Acne can actually affect people for their entire life, and as such can pose serious self-esteem issues for individuals. The disease is essentially a repeated blocking and subsequent infection of the sebaceous glands, which produce oils in the hair follicles. When operating normally, the glands give our hair the oils it needs as a coating.

When the glands become blocks, bacteria can breed inside them, causing them to swell. This is when we see a zit (pimple).


But what causes the sebaceous glands to block? The biggest clues to how acne starts come from the fact that it is most common in people undergoing hormonal changes, such as adolescents undergoing puberty and women at certain points in their menstrual cycle. The increased production of certain hormones causes the glands to enlarge and produce more oils.

They’re then too large for all of this so-called “sebum” to escape as normal. Infection is caused by bacteria feeding on dead skin cells contained within the glands. These would normally be ejected along with the sebum, avoiding infection.
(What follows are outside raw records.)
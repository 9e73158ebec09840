//! Session orchestrator — drives the topic → provider → extractor flow.
//!
//! [`SessionOrchestrator`] owns the [`SharedState`] and responds to
//! [`SessionCommand`]s received over a `tokio::sync::mpsc` channel, emitting
//! [`SessionEvent`]s the front-end uses to drive its loop.
//!
//! # Flow
//!
//! ```text
//! SessionCommand::SubmitTopic(topic)
//!   ├─ busy? ─▶ Failed event, nothing else changes
//!   └─▶ phase = Generating, GenerationStarted event
//!         └─▶ provider.complete(topic)
//!               ├─ Err ─▶ phase = Error, Failed event (retryable per error)
//!               └─ Ok(raw) ─▶ content::extract(raw)
//!                     ├─ Err ─▶ phase = Error, Failed event (retry the topic)
//!                     └─ Ok  ─▶ phase = Ready, BundleReady event
//!
//! SessionCommand::Reset
//!   └─▶ discard topic/bundle/error, phase = Idle
//! ```
//!
//! Nothing is retried automatically: a rate limit invites the user to try
//! again, quota exhaustion tells them to remediate, and a parse failure on
//! a successful response asks for a fresh submission of the whole topic.

use std::sync::Arc;

use tokio::sync::mpsc;

use crate::content::{self, LearningBundle};
use crate::notify::{Notice, SharedNotifier};
use crate::provider::CompletionProvider;

use super::state::{SessionPhase, SharedState};

// ---------------------------------------------------------------------------
// Commands and events
// ---------------------------------------------------------------------------

/// Commands sent from the front-end to the orchestrator.
#[derive(Debug, Clone)]
pub enum SessionCommand {
    /// A transcribed topic to turn into a learning bundle.
    SubmitTopic(String),
    /// Discard the current topic, bundle, and error ("New Topic").
    Reset,
}

/// Events emitted by the orchestrator for the front-end loop.
#[derive(Debug, Clone)]
pub enum SessionEvent {
    /// A provider call is in flight for `topic`.
    GenerationStarted { topic: String },
    /// A validated bundle is ready to present.
    BundleReady { bundle: Arc<LearningBundle> },
    /// The submission failed; `retryable` hints whether asking the user to
    /// try again makes sense.
    Failed { message: String, retryable: bool },
}

// ---------------------------------------------------------------------------
// SessionOrchestrator
// ---------------------------------------------------------------------------

/// Drives topic submissions end to end.
///
/// Create with [`SessionOrchestrator::new`], then call
/// [`run`](Self::run) inside a tokio task.
pub struct SessionOrchestrator {
    state: SharedState,
    provider: Arc<dyn CompletionProvider>,
    notifier: SharedNotifier,
}

impl SessionOrchestrator {
    /// Create a new orchestrator.
    ///
    /// # Arguments
    ///
    /// * `state`    — shared application state (also read by the front-end).
    /// * `provider` — completion backend (e.g. `ApiProvider`).
    /// * `notifier` — sink for user-facing notices.
    pub fn new(
        state: SharedState,
        provider: Arc<dyn CompletionProvider>,
        notifier: SharedNotifier,
    ) -> Self {
        Self {
            state,
            provider,
            notifier,
        }
    }

    // -----------------------------------------------------------------------
    // Main async loop
    // -----------------------------------------------------------------------

    /// Run the orchestrator until `command_rx` is closed.
    ///
    /// This is an `async fn` and should be spawned as a tokio task from
    /// `main()`. It never returns while the channel is open.
    pub async fn run(
        self,
        mut command_rx: mpsc::Receiver<SessionCommand>,
        event_tx: mpsc::Sender<SessionEvent>,
    ) {
        while let Some(command) = command_rx.recv().await {
            match command {
                SessionCommand::SubmitTopic(topic) => {
                    self.handle_submit(topic, &event_tx).await;
                }
                SessionCommand::Reset => {
                    self.handle_reset();
                }
            }
        }

        log::info!("session: command channel closed, orchestrator shutting down");
    }

    // -----------------------------------------------------------------------
    // Command handlers
    // -----------------------------------------------------------------------

    /// Handle a topic submission: provider call → extraction → Ready.
    async fn handle_submit(&self, topic: String, event_tx: &mpsc::Sender<SessionEvent>) {
        // ── 1. Single-flight guard ───────────────────────────────────────
        let busy = self.state.lock().unwrap().phase.is_busy();
        if busy {
            log::warn!("session: SubmitTopic while busy — rejected");
            let message = "Still generating the previous topic — please wait.".to_string();
            self.notifier.notify(Notice::error("Busy", message.clone()));
            let _ = event_tx
                .send(SessionEvent::Failed {
                    message,
                    retryable: true,
                })
                .await;
            return;
        }

        {
            let mut st = self.state.lock().unwrap();
            st.phase = SessionPhase::Generating;
            st.topic = Some(topic.clone());
            st.bundle = None;
            st.error_message = None;
        }

        log::debug!("session: SubmitTopic({topic:?}) → Generating");
        let _ = event_tx
            .send(SessionEvent::GenerationStarted {
                topic: topic.clone(),
            })
            .await;

        // ── 2. Provider call (single outstanding request) ────────────────
        let raw = match self.provider.complete(&topic).await {
            Ok(raw) => raw,
            Err(e) => {
                let retryable = e.is_retryable();
                self.fail(e.to_string(), retryable, event_tx).await;
                return;
            }
        };

        log::debug!("session: provider returned {} bytes", raw.len());

        // ── 3. Extraction + validation ───────────────────────────────────
        // A parse failure on a successful response is a hard error: the
        // learner gets nothing usable and must resubmit the topic.
        let bundle = match content::extract(&raw) {
            Ok(bundle) => Arc::new(bundle),
            Err(e) => {
                log::error!("session: extraction failed: {e}");
                self.fail(
                    format!("{e} — please try the topic again"),
                    true,
                    event_tx,
                )
                .await;
                return;
            }
        };

        // ── 4. Finalise state ────────────────────────────────────────────
        {
            let mut st = self.state.lock().unwrap();
            st.phase = SessionPhase::Ready;
            st.bundle = Some(Arc::clone(&bundle));
        }

        self.notifier.notify(Notice::success(
            "Success!",
            "Your learning content is ready!",
        ));
        let _ = event_tx.send(SessionEvent::BundleReady { bundle }).await;
    }

    /// Handle a reset: discard everything and return to `Idle`.
    fn handle_reset(&self) {
        log::debug!("session: Reset → Idle");
        let mut st = self.state.lock().unwrap();
        st.phase = SessionPhase::Idle;
        st.topic = None;
        st.bundle = None;
        st.error_message = None;
    }

    // -----------------------------------------------------------------------
    // Helpers
    // -----------------------------------------------------------------------

    async fn fail(&self, message: String, retryable: bool, event_tx: &mpsc::Sender<SessionEvent>) {
        {
            let mut st = self.state.lock().unwrap();
            st.phase = SessionPhase::Error;
            st.error_message = Some(message.clone());
        }
        log::error!("session error: {message}");
        self.notifier.notify(Notice::error("Error", message.clone()));
        let _ = event_tx
            .send(SessionEvent::Failed { message, retryable })
            .await;
    }
}

// ---------------------------------------------------------------------------
// Tests
// ---------------------------------------------------------------------------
Treating acne can involve either topical treatments or the taking of antibiotics. Some lotions use fairly noxious chemicals to kill the bacteria and prevent infections from starting. These are sold in regular pharmacies and are used as a daily face wash. Doctors may prescribe antibiotics to systemically prevent the bacteria from living in the sebaceous glands, but this is only done in severe cases. One thing to remember is that acne seems to have little to do with basic hygiene — the infection is internal, so washing the face regularly won’t make the condition go away. Conversely, someone with acne doesn’t necessarily have a hygiene problem. This misconception plays a significant part in the self-esteem issues attached to acne.